Erin Swing is "The Gluten Free Chemist & Chef". Her mission is to improve peoples lives through smart development of kick-ass gluten free food. She teaches and shows others how to make "gluten-free food without compromise!"
Diagnosed with Celiac Disease in 2003 and a mild milk allergy in 2008, she faced initially struggles. She set a new mission to improve the GF landscape that was populated with poor quality GF foods, difficult to follow cookbooks with poor results, and general lack of GF awareness.
She left her job as a Chemist after 14 years at the world's largest consumer product company to pursue her culinary dreams. Her scientific areas of expertise are organic chemistry, material science, hydrocolloids, emulsions, film formation, and of course formulation design of experiments. After graduating with her chemistry degree, she was initiated into the food development realm followed by formulating color cosmetics.Then she focus on scale-up pharmaceutical synthetic chemistry and on-ward to the world of laundry detergents. Erin gathered the skills by working the whole process of R&D: product ideation; upstream research; formulation; consumer research; scale-up; and manufacturing.
Upon writing a cookbook proposal, she realized she needed professional culinary training.

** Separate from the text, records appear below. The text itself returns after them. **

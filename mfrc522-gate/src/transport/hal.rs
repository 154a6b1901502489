// mfrc522-gate/src/transport/hal.rs

//! Adapters from `embedded-hal` 1.0 peripherals to the crate's transport
//! traits. Enabled with `--features embedded-hal`.

use std::time::Duration;

use embedded_hal::delay::DelayNs;
use embedded_hal::digital::OutputPin;
use embedded_hal::spi::SpiBus;

use crate::transport::traits::{Bus, Delay, OutputLine};
use crate::{Error, Result};

/// `Bus` over an `embedded_hal::spi::SpiBus`. Chip select stays with the
/// caller, so pair it with a `HalLine` in `SpiTransport`.
pub struct HalBus<S>(pub S);

impl<S: SpiBus<u8>> Bus for HalBus<S> {
    fn exchange(&mut self, tx: &[u8], rx: &mut [u8]) -> Result<()> {
        self.0
            .transfer(rx, tx)
            .map_err(|e| Error::TransportFault(format!("spi transfer: {:?}", e)))?;
        // Chip select must not rise before the last bit is clocked.
        self.0
            .flush()
            .map_err(|e| Error::TransportFault(format!("spi flush: {:?}", e)))
    }
}

/// `OutputLine` over an `embedded_hal::digital::OutputPin`.
pub struct HalLine<P>(pub P);

impl<P: OutputPin> OutputLine for HalLine<P> {
    fn set_high(&mut self) -> Result<()> {
        self.0
            .set_high()
            .map_err(|e| Error::TransportFault(format!("gpio set_high: {:?}", e)))
    }

    fn set_low(&mut self) -> Result<()> {
        self.0
            .set_low()
            .map_err(|e| Error::TransportFault(format!("gpio set_low: {:?}", e)))
    }
}

/// `Delay` over an `embedded_hal::delay::DelayNs`.
pub struct HalDelay<D>(pub D);

impl<D: DelayNs> Delay for HalDelay<D> {
    fn delay(&mut self, duration: Duration) {
        let us = u32::try_from(duration.as_micros()).unwrap_or(u32::MAX);
        self.0.delay_us(us);
    }
}
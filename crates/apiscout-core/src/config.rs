use std::fs;
use std::path::Path;
use std::time::Duration;

use indexmap::IndexMap;
use serde::{Deserialize, Serialize};

use crate::error::ConfigError;
use crate::validate::ValidationOptions;

/// Top-level configuration loaded from `.apiscout.yaml`.
#[derive(Debug, Clone, Default, Deserialize, Serialize)]
#[serde(default)]
pub struct ScoutConfig {
    pub cache: CacheConfig,
    pub fetch: FetchConfig,
    pub validation: ValidationOptions,
}

/// TTL store sizing and sweep cadence.
#[derive(Debug, Clone, Deserialize, Serialize)]
#[serde(default)]
pub struct CacheConfig {
    pub ttl_secs: u64,
    pub max_entries: usize,
    /// Independent of the TTL.
    pub cleanup_interval_secs: u64,
}

impl Default for CacheConfig {
    fn default() -> Self {
        Self {
            ttl_secs: 15 * 60,
            max_entries: 100,
            cleanup_interval_secs: 5 * 60,
        }
    }
}

impl CacheConfig {
    pub fn ttl(&self) -> Duration {
        Duration::from_secs(self.ttl_secs)
    }

    pub fn cleanup_interval(&self) -> Duration {
        Duration::from_secs(self.cleanup_interval_secs.max(1))
    }
}

/// HTTP client options shared by document fetches and graph queries.
#[derive(Debug, Clone, Deserialize, Serialize)]
#[serde(default)]
pub struct FetchConfig {
    pub timeout_secs: u64,
    pub user_agent: Option<String>,
    /// Extra headers sent with every request, e.g. `Authorization`.
    pub headers: IndexMap<String, String>,
}

impl Default for FetchConfig {
    fn default() -> Self {
        Self {
            timeout_secs: 30,
            user_agent: None,
            headers: IndexMap::new(),
        }
    }
}

impl FetchConfig {
    pub fn timeout(&self) -> Duration {
        Duration::from_secs(self.timeout_secs)
    }
}

/// Default config file name.
pub const CONFIG_FILE_NAME: &str = ".apiscout.yaml";

/// Load config from a YAML file. Returns `None` if the file doesn't exist.
pub fn load_config(path: &Path) -> Result<Option<ScoutConfig>, ConfigError> {
    if !path.exists() {
        return Ok(None);
    }
    let content = fs::read_to_string(path).map_err(|source| ConfigError::Read {
        path: path.display().to_string(),
        source,
    })?;
    let config: ScoutConfig =
        serde_yaml_ng::from_str(&content).map_err(|source| ConfigError::Parse {
            path: path.display().to_string(),
            source,
        })?;
    Ok(Some(config))
}

/// Generate the default config file content.
pub fn default_config_content() -> &'static str {
    r#"# apiscout configuration
cache:
  ttl_secs: 900               # how long a fetched document stays fresh
  max_entries: 100            # oldest-expiring entry is evicted beyond this
  cleanup_interval_secs: 300  # background sweep cadence

fetch:
  timeout_secs: 30
  # user_agent: apiscout/0.3
  headers: {}
    # Authorization: Bearer <token>

validation:
  skip_required: false
  skip_constraints: false
  skip_type_checking: false
  allow_coercion: false      # convert "5" to 5 etc. before checking types
"#
}

#[cfg(test)]
mod tests {
    use super::*;

    #[test]
    fn test_default_config() {
        let config = ScoutConfig::default();
        assert_eq!(config.cache.ttl_secs, 900);
        assert_eq!(config.cache.max_entries, 100);
        assert_eq!(config.cache.cleanup_interval_secs, 300);
        assert_eq!(config.fetch.timeout_secs, 30);
        assert!(config.fetch.headers.is_empty());
        assert!(!config.validation.allow_coercion);
        assert!(!config.validation.skip_required);
    }

    #[test]
    fn test_parse_config_yaml() {
        let yaml = r#"
cache:
  ttl_secs: 60
  max_entries: 5
fetch:
  timeout_secs: 3
  user_agent: scout-test
  headers:
    Authorization: Bearer abc
validation:
  allow_coercion: true
  skip_constraints: true
"#;
        let config: ScoutConfig = serde_yaml_ng::from_str(yaml).unwrap();
        assert_eq!(config.cache.ttl(), Duration::from_secs(60));
        assert_eq!(config.cache.max_entries, 5);
        // Defaults applied
        assert_eq!(config.cache.cleanup_interval_secs, 300);
        assert_eq!(config.fetch.timeout(), Duration::from_secs(3));
        assert_eq!(config.fetch.user_agent.as_deref(), Some("scout-test"));
        assert_eq!(config.fetch.headers["Authorization"], "Bearer abc");
        assert!(config.validation.allow_coercion);
        assert!(config.validation.skip_constraints);
        assert!(!config.validation.skip_required);
    }

    #[test]
    fn test_default_content_round_trips() {
        let config: ScoutConfig = serde_yaml_ng::from_str(default_config_content()).unwrap();
        assert_eq!(config.cache.ttl_secs, 900);
        assert_eq!(config.fetch.timeout_secs, 30);
    }

    #[test]
    fn test_load_config_from_file() {
        let dir = tempfile::tempdir().unwrap();
        let path = dir.path().join(CONFIG_FILE_NAME);
        assert!(load_config(&path).unwrap().is_none());

        fs::write(&path, "cache:\n  ttl_secs: 10\n").unwrap();
        let config = load_config(&path).unwrap().unwrap();
        assert_eq!(config.cache.ttl_secs, 10);

        fs::write(&path, "cache: [unterminated").unwrap();
        let err = load_config(&path).unwrap_err();
        assert!(matches!(err, ConfigError::Parse { .. }));
    }
}
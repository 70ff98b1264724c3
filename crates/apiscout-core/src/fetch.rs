use std::time::Duration;

use log::{info, warn};
use reqwest::header::{ACCEPT, HeaderMap, HeaderName, HeaderValue};

use crate::config::FetchConfig;
use crate::error::FetchError;

const DEFAULT_USER_AGENT: &str = concat!("apiscout/", env!("CARGO_PKG_VERSION"));
const SPEC_ACCEPT: &str = "application/json, application/yaml;q=0.9, text/yaml;q=0.9, */*;q=0.8";

/// Build an HTTP client carrying the configured timeout, user agent and
/// extra headers. Header entries that are not valid HTTP are skipped.
pub fn build_client(config: &FetchConfig) -> Result<reqwest::Client, FetchError> {
    let mut headers = HeaderMap::new();
    for (name, value) in &config.headers {
        match (
            HeaderName::from_bytes(name.as_bytes()),
            HeaderValue::from_str(value),
        ) {
            (Ok(name), Ok(value)) => {
                headers.insert(name, value);
            }
            _ => warn!("skipping invalid header {name}"),
        }
    }
    reqwest::Client::builder()
        .timeout(config.timeout())
        .user_agent(
            config
                .user_agent
                .clone()
                .unwrap_or_else(|| DEFAULT_USER_AGENT.to_string()),
        )
        .default_headers(headers)
        .build()
        .map_err(FetchError::Client)
}

/// Map a transport failure to [`FetchError`], separating timeouts.
pub fn classify(url: &str, timeout: Duration, err: reqwest::Error) -> FetchError {
    if err.is_timeout() {
        FetchError::Timeout {
            url: url.to_string(),
            timeout,
        }
    } else {
        FetchError::Request {
            url: url.to_string(),
            source: err,
        }
    }
}

/// Downloads specification documents.
#[derive(Debug, Clone)]
pub struct SpecFetcher {
    client: reqwest::Client,
    timeout: Duration,
}

impl SpecFetcher {
    pub fn new(config: &FetchConfig) -> Result<Self, FetchError> {
        Ok(Self {
            client: build_client(config)?,
            timeout: config.timeout(),
        })
    }

    pub async fn fetch(&self, url: &str) -> Result<Vec<u8>, FetchError> {
        self.fetch_with_timeout(url, self.timeout).await
    }

    /// Fetch with a per-call deadline overriding the configured one.
    pub async fn fetch_with_timeout(
        &self,
        url: &str,
        timeout: Duration,
    ) -> Result<Vec<u8>, FetchError> {
        info!("fetching {url}");
        let resp = self
            .client
            .get(url)
            .header(ACCEPT, SPEC_ACCEPT)
            .timeout(timeout)
            .send()
            .await
            .map_err(|e| classify(url, timeout, e))?;

        let status = resp.status();
        if !status.is_success() {
            return Err(FetchError::Status {
                url: url.to_string(),
                status: status.as_u16(),
            });
        }

        let bytes = resp.bytes().await.map_err(|e| {
            if e.is_timeout() {
                FetchError::Timeout {
                    url: url.to_string(),
                    timeout,
                }
            } else {
                FetchError::Body {
                    url: url.to_string(),
                    source: e,
                }
            }
        })?;
        Ok(bytes.to_vec())
    }
}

She left Procter & Gamble to attend Culinary School full-time and adapt her whole program to be gluten-free. After graduating from the Midwest Culinary Institute in November 2008, 2010 embarks new adventures for Erin in investigating GF baking formulation at Ferran Adria's R&D facility, Alicia Fundacio, outside of Barcelona. Three months of intensive work with the Alicia staff yielded basic GF material understanding, an incredible GF European style bread, and a fine GF puff pastry. Now Erin is ready, with her company, to offer her services as a leading global expert in GF formulation and understanding.